• Assigned task: Report how many lines in the records carry the string "Some", and give no further text.

• Source information:
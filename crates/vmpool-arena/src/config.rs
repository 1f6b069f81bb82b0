//! Arena configuration parameters.

use std::alloc::Layout;

/// Configuration for one arena reservation.
///
/// The reservation is a single mapping of `pages` host pages. Its first
/// and last page are guard pages, so the usable region is
/// `pages - GUARD_PAGES` pages long. The mapping never grows.
#[derive(Clone, Debug, PartialEq, Eq)]
pub struct PoolConfig {
    /// Total pages reserved per mapping, guard pages included.
    ///
    /// Zero selects [`DEFAULT_PAGES`](Self::DEFAULT_PAGES) at init time.
    pub pages: usize,
}

impl PoolConfig {
    /// Default page count: ten pages, eight of them usable.
    pub const DEFAULT_PAGES: usize = 10;

    /// Pages lost to the leading and trailing guard.
    pub const GUARD_PAGES: usize = 2;

    /// Smallest mapping that leaves one usable page between the guards.
    pub const MIN_PAGES: usize = Self::GUARD_PAGES + 1;

    /// Create a config reserving `pages` pages per mapping.
    pub fn new(pages: usize) -> Self {
        Self { pages }
    }

    /// The page count an init call will actually reserve.
    pub fn effective_pages(&self) -> usize {
        if self.pages == 0 {
            Self::DEFAULT_PAGES
        } else {
            self.pages
        }
    }

    /// Usable bytes between the guards for a given page size.
    ///
    /// Returns `None` if the mapping is smaller than
    /// [`MIN_PAGES`](Self::MIN_PAGES) or the size overflows.
    pub fn usable_bytes(&self, page_size: usize) -> Option<usize> {
        let pages = self.effective_pages();
        if pages < Self::MIN_PAGES {
            return None;
        }
        (pages - Self::GUARD_PAGES).checked_mul(page_size)
    }
}

impl Default for PoolConfig {
    fn default() -> Self {
        Self::new(0)
    }
}

/// Storage footprint of one slot.
///
/// `size` is the element size rounded up to `align`, i.e. the stride
/// between two consecutive slots. An arena hands out slots of exactly
/// one layout.
#[derive(Clone, Copy, Debug, PartialEq, Eq, Hash)]
pub struct SlotLayout {
    /// Stride between consecutive slots in bytes.
    pub size: usize,
    /// Required alignment of every slot.
    pub align: usize,
}

impl SlotLayout {
    /// The slot layout for values of type `T`.
    pub fn of<T>() -> Self {
        Self::from_layout(Layout::new::<T>())
    }

    /// A slot layout for `size` bytes at `align`.
    ///
    /// Returns `None` if `align` is not a power of two or the padded size
    /// overflows.
    pub fn new(size: usize, align: usize) -> Option<Self> {
        Layout::from_size_align(size, align)
            .ok()
            .map(Self::from_layout)
    }

    fn from_layout(layout: Layout) -> Self {
        let padded = layout.pad_to_align();
        Self {
            size: padded.size(),
            align: padded.align(),
        }
    }

    /// Whether slots of this layout can be carved out of pages of
    /// `page_size` bytes. Zero-sized slots never can.
    pub fn fits_page(&self, page_size: usize) -> bool {
        self.size != 0 && self.align <= page_size
    }
}

#[cfg(test)]
mod tests {
    use super::*;

    #[test]
    fn zero_pages_selects_default() {
        let config = PoolConfig::default();
        assert_eq!(config.effective_pages(), PoolConfig::DEFAULT_PAGES);
        assert_eq!(config.usable_bytes(4096), Some(8 * 4096));
    }

    #[test]
    fn two_pages_leave_nothing_usable() {
        assert_eq!(PoolConfig::new(2).usable_bytes(4096), None);
        assert_eq!(PoolConfig::new(3).usable_bytes(4096), Some(4096));
    }

    #[test]
    fn slot_size_is_padded_to_alignment() {
        let slot = SlotLayout::new(5, 4).unwrap();
        assert_eq!(slot.size, 8);
        assert_eq!(slot.align, 4);
        assert_eq!(SlotLayout::of::<u64>(), SlotLayout { size: 8, align: 8 });
        assert_eq!(SlotLayout::of::<(u8, u32)>().size, 8);
    }

    #[test]
    fn bad_alignment_is_rejected() {
        assert!(SlotLayout::new(8, 3).is_none());
    }

    #[test]
    fn zero_sized_and_overaligned_slots_do_not_fit() {
        assert!(!SlotLayout::of::<()>().fits_page(4096));
        assert!(!SlotLayout::new(8192, 8192).unwrap().fits_page(4096));
        assert!(SlotLayout::of::<[u8; 3]>().fits_page(4096));
    }
}
//! Error types for host page operations.
//!
//! A [`PageError`] describes one failed call into the host's virtual
//! memory interface. Arena and allocator errors wrap it as their
//! `source()`.

use std::error::Error;
use std::fmt;

/// The host page operation that failed.
#[derive(Clone, Copy, Debug, PartialEq, Eq, Hash)]
pub enum PageOp {
    /// Reserving an inaccessible address range (`mmap(PROT_NONE)`).
    Reserve,
    /// Making a page-aligned sub-range read/write (`mprotect`).
    Commit,
    /// Releasing the whole reservation (`munmap`).
    Release,
}

impl fmt::Display for PageOp {
    fn fmt(&self, f: &mut fmt::Formatter<'_>) -> fmt::Result {
        match self {
            Self::Reserve => write!(f, "reserve"),
            Self::Commit => write!(f, "commit"),
            Self::Release => write!(f, "release"),
        }
    }
}

/// A failed host page operation.
#[derive(Clone, Debug, PartialEq, Eq)]
pub struct PageError {
    /// Which operation failed.
    pub op: PageOp,
    /// Length in bytes of the range the operation covered.
    pub len: usize,
    /// The host error code (`errno`), if the failure came from the OS.
    ///
    /// `None` for synthetic failures such as injected test faults.
    pub os_code: Option<i32>,
}

impl PageError {
    /// Create an error for `op` over `len` bytes with no OS code.
    pub fn new(op: PageOp, len: usize) -> Self {
        Self {
            op,
            len,
            os_code: None,
        }
    }

    /// Create an error for `op` over `len` bytes from the calling
    /// thread's last OS error.
    pub fn last_os_error(op: PageOp, len: usize) -> Self {
        Self {
            op,
            len,
            os_code: std::io::Error::last_os_error().raw_os_error(),
        }
    }
}

impl fmt::Display for PageError {
    fn fmt(&self, f: &mut fmt::Formatter<'_>) -> fmt::Result {
        write!(f, "page {} of {} bytes failed", self.op, self.len)?;
        if let Some(code) = self.os_code {
            write!(f, " (os error {code})")?;
        }
        Ok(())
    }
}

impl Error for PageError {}
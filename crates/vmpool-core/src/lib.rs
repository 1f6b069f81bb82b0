//! Core types and traits for the vmpool page arena.
//!
//! This is the leaf crate with zero internal dependencies. It defines
//! the abstractions shared by the arena and allocator crates: the
//! host page capability ([`PageSource`]), its error type
//! ([`PageError`]), and the diagnostic hook ([`PoolLog`]) invoked at
//! the entry of every arena and allocator operation.

#![deny(missing_docs)]
#![deny(rustdoc::broken_intra_doc_links)]
#![deny(unsafe_code)]

pub mod error;
pub mod log;
pub mod traits;

pub use error::{PageError, PageOp};
pub use log::{NoopLog, Op, PoolLog, TraceLog};
pub use traits::PageSource;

• Output for this exercise: 3